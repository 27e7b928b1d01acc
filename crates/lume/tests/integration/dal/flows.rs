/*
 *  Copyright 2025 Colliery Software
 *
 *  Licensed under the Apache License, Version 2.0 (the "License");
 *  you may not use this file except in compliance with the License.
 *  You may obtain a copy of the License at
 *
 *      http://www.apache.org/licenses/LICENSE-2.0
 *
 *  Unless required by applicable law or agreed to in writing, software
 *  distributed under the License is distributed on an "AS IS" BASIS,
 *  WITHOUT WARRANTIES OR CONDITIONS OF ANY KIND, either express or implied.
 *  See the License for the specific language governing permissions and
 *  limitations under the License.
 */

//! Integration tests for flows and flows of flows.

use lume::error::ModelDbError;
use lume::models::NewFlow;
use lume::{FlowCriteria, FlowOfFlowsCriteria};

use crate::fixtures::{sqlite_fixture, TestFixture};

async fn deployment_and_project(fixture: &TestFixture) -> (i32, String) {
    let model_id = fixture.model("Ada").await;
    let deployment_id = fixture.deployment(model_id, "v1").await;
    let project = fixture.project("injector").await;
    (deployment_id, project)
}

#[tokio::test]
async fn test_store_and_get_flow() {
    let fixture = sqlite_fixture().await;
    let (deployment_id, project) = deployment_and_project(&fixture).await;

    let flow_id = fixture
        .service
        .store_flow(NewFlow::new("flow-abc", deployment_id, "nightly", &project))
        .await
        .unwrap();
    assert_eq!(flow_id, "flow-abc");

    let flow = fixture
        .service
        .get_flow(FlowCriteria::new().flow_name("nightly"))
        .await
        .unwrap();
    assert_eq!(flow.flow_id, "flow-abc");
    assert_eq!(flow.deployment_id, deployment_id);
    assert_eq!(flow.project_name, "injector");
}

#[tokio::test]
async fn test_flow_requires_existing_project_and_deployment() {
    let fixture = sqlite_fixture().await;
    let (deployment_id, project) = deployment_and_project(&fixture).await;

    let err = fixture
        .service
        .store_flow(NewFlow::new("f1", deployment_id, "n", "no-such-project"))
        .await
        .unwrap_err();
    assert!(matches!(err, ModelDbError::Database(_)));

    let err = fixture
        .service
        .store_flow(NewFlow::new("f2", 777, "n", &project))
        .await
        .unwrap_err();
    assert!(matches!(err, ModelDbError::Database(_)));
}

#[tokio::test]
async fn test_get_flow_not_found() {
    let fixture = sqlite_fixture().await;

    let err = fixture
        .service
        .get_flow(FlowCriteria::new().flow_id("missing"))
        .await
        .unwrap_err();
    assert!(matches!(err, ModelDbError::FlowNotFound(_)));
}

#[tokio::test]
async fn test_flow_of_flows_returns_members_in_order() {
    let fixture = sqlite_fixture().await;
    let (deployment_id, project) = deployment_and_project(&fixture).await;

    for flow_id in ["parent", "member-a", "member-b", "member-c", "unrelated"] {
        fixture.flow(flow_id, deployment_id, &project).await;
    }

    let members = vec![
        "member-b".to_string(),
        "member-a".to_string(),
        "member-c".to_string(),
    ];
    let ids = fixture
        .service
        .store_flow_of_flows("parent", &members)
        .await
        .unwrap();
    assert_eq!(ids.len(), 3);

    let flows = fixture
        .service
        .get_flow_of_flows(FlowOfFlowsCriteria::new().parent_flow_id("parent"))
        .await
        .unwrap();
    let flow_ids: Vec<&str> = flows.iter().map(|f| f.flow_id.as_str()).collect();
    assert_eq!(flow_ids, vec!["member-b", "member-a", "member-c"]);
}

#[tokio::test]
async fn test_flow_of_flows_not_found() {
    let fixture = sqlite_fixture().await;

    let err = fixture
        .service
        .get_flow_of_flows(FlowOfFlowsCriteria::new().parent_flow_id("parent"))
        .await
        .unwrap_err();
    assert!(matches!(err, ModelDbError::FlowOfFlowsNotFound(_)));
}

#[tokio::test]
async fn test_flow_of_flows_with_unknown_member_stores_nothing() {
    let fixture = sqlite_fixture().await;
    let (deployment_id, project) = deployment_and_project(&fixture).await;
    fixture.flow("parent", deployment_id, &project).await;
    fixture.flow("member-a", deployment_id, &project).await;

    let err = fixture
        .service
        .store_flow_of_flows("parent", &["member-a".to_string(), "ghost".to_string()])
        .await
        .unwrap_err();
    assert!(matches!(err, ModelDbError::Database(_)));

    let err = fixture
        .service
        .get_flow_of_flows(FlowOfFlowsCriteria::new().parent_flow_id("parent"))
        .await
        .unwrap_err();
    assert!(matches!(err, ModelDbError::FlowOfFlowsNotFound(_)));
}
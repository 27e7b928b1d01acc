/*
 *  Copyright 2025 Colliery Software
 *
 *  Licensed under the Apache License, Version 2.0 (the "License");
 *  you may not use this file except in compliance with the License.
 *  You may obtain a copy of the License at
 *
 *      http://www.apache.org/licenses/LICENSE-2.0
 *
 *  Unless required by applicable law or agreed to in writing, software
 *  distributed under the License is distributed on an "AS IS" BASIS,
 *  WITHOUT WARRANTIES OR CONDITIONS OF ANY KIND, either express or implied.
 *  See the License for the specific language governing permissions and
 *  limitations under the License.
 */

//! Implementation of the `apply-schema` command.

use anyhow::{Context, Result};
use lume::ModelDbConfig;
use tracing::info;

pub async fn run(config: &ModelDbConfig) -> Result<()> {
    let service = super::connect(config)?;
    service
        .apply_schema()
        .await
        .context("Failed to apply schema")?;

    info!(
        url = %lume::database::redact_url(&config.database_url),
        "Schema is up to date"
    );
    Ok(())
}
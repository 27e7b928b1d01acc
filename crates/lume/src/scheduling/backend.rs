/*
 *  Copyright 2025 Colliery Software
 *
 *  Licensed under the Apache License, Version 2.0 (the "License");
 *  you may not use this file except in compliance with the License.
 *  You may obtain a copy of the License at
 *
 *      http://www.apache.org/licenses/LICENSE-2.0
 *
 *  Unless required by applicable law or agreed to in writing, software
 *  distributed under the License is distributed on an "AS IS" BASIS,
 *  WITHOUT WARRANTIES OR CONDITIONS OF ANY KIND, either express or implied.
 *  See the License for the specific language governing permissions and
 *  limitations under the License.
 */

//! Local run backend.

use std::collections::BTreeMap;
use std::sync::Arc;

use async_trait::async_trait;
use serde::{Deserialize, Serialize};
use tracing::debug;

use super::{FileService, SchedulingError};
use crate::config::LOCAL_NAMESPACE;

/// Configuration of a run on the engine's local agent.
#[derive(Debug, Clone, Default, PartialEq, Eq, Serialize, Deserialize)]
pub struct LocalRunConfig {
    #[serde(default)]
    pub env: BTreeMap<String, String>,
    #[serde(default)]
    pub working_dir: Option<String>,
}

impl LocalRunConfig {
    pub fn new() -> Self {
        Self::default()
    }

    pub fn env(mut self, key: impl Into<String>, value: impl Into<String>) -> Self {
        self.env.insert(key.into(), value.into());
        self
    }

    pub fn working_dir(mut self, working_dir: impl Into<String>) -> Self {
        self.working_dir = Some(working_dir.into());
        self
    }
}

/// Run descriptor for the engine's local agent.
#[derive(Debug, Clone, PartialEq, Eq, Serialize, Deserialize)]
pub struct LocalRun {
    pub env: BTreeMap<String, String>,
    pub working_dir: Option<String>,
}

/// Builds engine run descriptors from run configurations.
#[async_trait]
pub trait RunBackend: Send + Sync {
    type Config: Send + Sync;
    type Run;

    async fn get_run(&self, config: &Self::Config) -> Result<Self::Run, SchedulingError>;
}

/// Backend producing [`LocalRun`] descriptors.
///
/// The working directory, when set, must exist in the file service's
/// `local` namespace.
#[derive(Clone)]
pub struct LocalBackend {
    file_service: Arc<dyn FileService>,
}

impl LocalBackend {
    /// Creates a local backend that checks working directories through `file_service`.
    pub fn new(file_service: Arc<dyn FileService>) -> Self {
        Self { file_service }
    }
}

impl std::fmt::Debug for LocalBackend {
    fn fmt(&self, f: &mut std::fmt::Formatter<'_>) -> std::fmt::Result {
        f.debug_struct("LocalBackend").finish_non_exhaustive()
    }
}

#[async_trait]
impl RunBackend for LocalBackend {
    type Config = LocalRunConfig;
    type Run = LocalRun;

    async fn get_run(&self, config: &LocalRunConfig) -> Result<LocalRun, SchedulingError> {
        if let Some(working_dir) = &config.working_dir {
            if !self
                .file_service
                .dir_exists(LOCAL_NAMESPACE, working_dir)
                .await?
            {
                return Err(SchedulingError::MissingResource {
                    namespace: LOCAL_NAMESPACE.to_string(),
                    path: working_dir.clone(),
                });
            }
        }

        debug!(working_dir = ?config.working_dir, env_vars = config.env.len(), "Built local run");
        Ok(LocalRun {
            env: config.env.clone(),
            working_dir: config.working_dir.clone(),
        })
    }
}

-- PROMPT --
Among the lines above, which ones hold the string "type"? Show them.

-- OUTPUT FOR THIS TASK --
    type Config: Send + Sync;
    type Run;
    type Config = LocalRunConfig;
    type Run = LocalRun;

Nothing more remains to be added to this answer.